Many teams in the NHL have a balance of youth and older, players—which is a great thing if you know how to mix the two types up and generate the maximum result for the team.
Issues are often raised when the wrong Captain has been selected or cliques are formed in the locker-room. To avoid these situations, a Coach must be acute to this and call upon his most experienced players to squash such conflicts at the earliest possible time.
This was the case last year with Montreal. You had the non-North American player in one clan and the Quebecers in the other one. The premature departure of Ribiero was the result of the separation amongst the teammates (at least in my opinion). This was a sad time for Montreal.

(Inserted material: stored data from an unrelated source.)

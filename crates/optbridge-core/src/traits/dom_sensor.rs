// # DOM Sensor Trait
//
// Defines the passive interface through which the bridge sees the host
// document and the third-party widget rendered inside it.
//
// ## Implementations
//
// - In-memory arena DOM: `crate::dom::MemoryDom`
// - Future: a `web-sys` backed sensor when compiled for `wasm32`
//
// ## Usage
//
// ```rust,ignore
// use optbridge_core::traits::{DomSensor, ObserveOptions};
// use tokio_stream::StreamExt;
//
// let mut watcher = sensor.observe(boundary, ObserveOptions::child_list().subtree());
// while let Some(record) = watcher.next().await {
//     println!("mutation: {:?}", record);
// }
// watcher.disconnect();
// ```

use serde::{Deserialize, Serialize};
use std::fmt;
use std::pin::Pin;
use std::task::{Context, Poll};
use tokio_stream::Stream;

/// Opaque identity of a node in the host document
#[derive(Debug, Clone, Copy, PartialEq, Eq, Hash, PartialOrd, Ord, Serialize, Deserialize)]
#[serde(transparent)]
pub struct NodeId(u64);

impl NodeId {
    /// Wrap a raw node identity
    pub const fn new(raw: u64) -> Self {
        Self(raw)
    }

    /// Raw identity value
    pub const fn get(self) -> u64 {
        self.0
    }
}

impl fmt::Display for NodeId {
    fn fmt(&self, f: &mut fmt::Formatter<'_>) -> fmt::Result {
        write!(f, "node#{}", self.0)
    }
}

/// Which mutations an observer subscribes to
#[derive(Debug, Clone, Default, PartialEq, Eq)]
pub struct ObserveOptions {
    /// Report children being added or removed
    pub child_list: bool,
    /// Report attribute changes
    pub attributes: bool,
    /// Restrict attribute reports to these names
    pub attribute_filter: Option<Vec<String>>,
    /// Report text node data changes
    pub character_data: bool,
    /// Extend observation to all descendants of the target
    pub subtree: bool,
}

impl ObserveOptions {
    /// Observe child-list changes
    pub fn child_list() -> Self {
        Self {
            child_list: true,
            ..Self::default()
        }
    }

    /// Observe changes to the named attribute only
    pub fn attribute(name: impl Into<String>) -> Self {
        Self {
            attributes: true,
            attribute_filter: Some(vec![name.into()]),
            ..Self::default()
        }
    }

    /// Observe text node data changes
    pub fn character_data() -> Self {
        Self {
            character_data: true,
            ..Self::default()
        }
    }

    /// Extend to the whole subtree
    pub fn subtree(mut self) -> Self {
        self.subtree = true;
        self
    }

    /// Whether an attribute change with `name` is reported
    pub fn wants_attribute(&self, name: &str) -> bool {
        self.attributes
            && self
                .attribute_filter
                .as_ref()
                .is_none_or(|filter| filter.iter().any(|f| f == name))
    }
}

/// A single structural change delivered to an observer
#[derive(Debug, Clone, PartialEq, Eq)]
pub enum MutationRecord {
    /// An attribute of `target` changed
    Attributes {
        /// Element whose attribute changed
        target: NodeId,
        /// Attribute name
        name: String,
    },
    /// Children of `target` were added or removed
    ChildList {
        /// Parent whose child list changed
        target: NodeId,
        /// Nodes inserted
        added: Vec<NodeId>,
        /// Nodes removed
        removed: Vec<NodeId>,
    },
    /// The data of a text node changed
    CharacterData {
        /// Text node whose data changed
        target: NodeId,
    },
}

impl MutationRecord {
    /// Node the mutation happened on
    pub fn target(&self) -> NodeId {
        match self {
            Self::Attributes { target, .. }
            | Self::ChildList { target, .. }
            | Self::CharacterData { target } => *target,
        }
    }
}

/// Live observer registration held by a [`Watcher`]
///
/// `disconnect` consumes the registration, so it can run at most once.
pub trait Registration: Send {
    /// Stop delivering records to this observer
    fn disconnect(self: Box<Self>);
}

/// A mutation observer attached to one target
///
/// Yields [`MutationRecord`]s in delivery order. Dropping a watcher
/// disconnects it; [`Watcher::disconnect`] does the same explicitly.
pub struct Watcher {
    records: Pin<Box<dyn Stream<Item = MutationRecord> + Send + 'static>>,
    registration: Option<Box<dyn Registration>>,
}

impl Watcher {
    /// Build a watcher from a record stream and its registration
    pub fn new(
        records: Pin<Box<dyn Stream<Item = MutationRecord> + Send + 'static>>,
        registration: Box<dyn Registration>,
    ) -> Self {
        Self {
            records,
            registration: Some(registration),
        }
    }

    /// Disconnect the underlying observer
    pub fn disconnect(mut self) {
        self.release();
    }

    fn release(&mut self) {
        if let Some(registration) = self.registration.take() {
            registration.disconnect();
        }
    }
}

impl Stream for Watcher {
    type Item = MutationRecord;

    fn poll_next(mut self: Pin<&mut Self>, cx: &mut Context<'_>) -> Poll<Option<Self::Item>> {
        self.records.as_mut().poll_next(cx)
    }
}

impl Drop for Watcher {
    fn drop(&mut self) {
        self.release();
    }
}

impl fmt::Debug for Watcher {
    fn fmt(&self, f: &mut fmt::Formatter<'_>) -> fmt::Result {
        f.debug_struct("Watcher")
            .field("connected", &self.registration.is_some())
            .finish()
    }
}

/// Passive view of the host document
///
/// The sensor only reads structure and subscribes to structural diffs. It
/// never invokes anything on the widget, which exposes no API.
///
/// Reads on unknown or detached nodes return empty values rather than
/// errors: a node that vanished between a mutation and the read is a
/// normal occurrence for a widget that re-renders itself.
///
/// # Trust Level: Semi-Trusted
///
/// ## Allowed Capabilities
/// - ✅ Read attributes, text and markup
/// - ✅ Register observers and deliver records in order
///
/// ## Forbidden Capabilities
/// - ❌ Dispatch domain events (use `EventDispatcher`)
/// - ❌ Retry or schedule anything (owned by the session)
pub trait DomSensor: Send + Sync {
    /// Light-DOM children of a node (shadow roots are not children)
    fn children(&self, node: NodeId) -> Vec<NodeId>;

    /// Parent of a node; `None` for document and shadow roots
    fn parent(&self, node: NodeId) -> Option<NodeId>;

    /// Lowercase tag name; `None` for text nodes and shadow roots
    fn tag_name(&self, node: NodeId) -> Option<String>;

    /// Attribute value
    fn attribute(&self, node: NodeId, name: &str) -> Option<String>;

    /// Concatenated text of the node and its light-DOM descendants
    fn text_content(&self, node: NodeId) -> String;

    /// Serialized markup of the node including itself
    fn outer_html(&self, node: NodeId) -> String;

    /// Open shadow root attached to an element
    fn shadow_root(&self, node: NodeId) -> Option<NodeId>;

    /// Attach an observer to `target`
    ///
    /// Records do not cross shadow boundaries: an observer on a host element
    /// with `subtree` does not see mutations inside its shadow root.
    fn observe(&self, target: NodeId, options: ObserveOptions) -> Watcher;
}

/// Whether the marker attribute of `node` contains `token`
pub fn has_token(sensor: &dyn DomSensor, node: NodeId, attribute: &str, token: &str) -> bool {
    sensor
        .attribute(node, attribute)
        .is_some_and(|value| value.split_whitespace().any(|t| t == token))
}

/// Depth-first light-DOM traversal below `root`, excluding `root` itself
pub fn descendants(sensor: &dyn DomSensor, root: NodeId) -> Vec<NodeId> {
    let mut out = Vec::new();
    let mut stack: Vec<NodeId> = sensor.children(root).into_iter().rev().collect();
    while let Some(node) = stack.pop() {
        out.push(node);
        stack.extend(sensor.children(node).into_iter().rev());
    }
    out
}

/// First descendant of `root` (document order) satisfying `predicate`
pub fn find_descendant(
    sensor: &dyn DomSensor,
    root: NodeId,
    mut predicate: impl FnMut(NodeId) -> bool,
) -> Option<NodeId> {
    descendants(sensor, root).into_iter().find(|node| predicate(*node))
}

/// Whether `ancestor` is `node` or one of its light-DOM ancestors
pub fn is_inclusive_ancestor(sensor: &dyn DomSensor, ancestor: NodeId, node: NodeId) -> bool {
    let mut current = Some(node);
    while let Some(n) = current {
        if n == ancestor {
            return true;
        }
        current = sensor.parent(n);
    }
    false
}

Fortunately for both parties, it worked out fine. Ribiero is a much improved player, as well as a lot more mature, and Montreal is finally playing together.
Montreal is at the same point as last year before the Holiday break, with the exception that most players—if not all—are now healthy and still seem to play as a team.
Kovalev is out of this world and produces more than just goals. His linemates are learning a lot from his freestyle, creative playing ways, and others want to prove that they belong on the same team. It's a Win-Win situation.
Koivu is playing better, and maybe with a little bit of welcome fear of not being with the team by the trading deadline. His market value is at its peak, and Montreal could benefit from a blockbuster trade.
All the second and third year players are performing well. Pushed by Chipchura and Sergei Kostitsyn, Andrei's younger sibling, nobody wants to lose their job with the big team.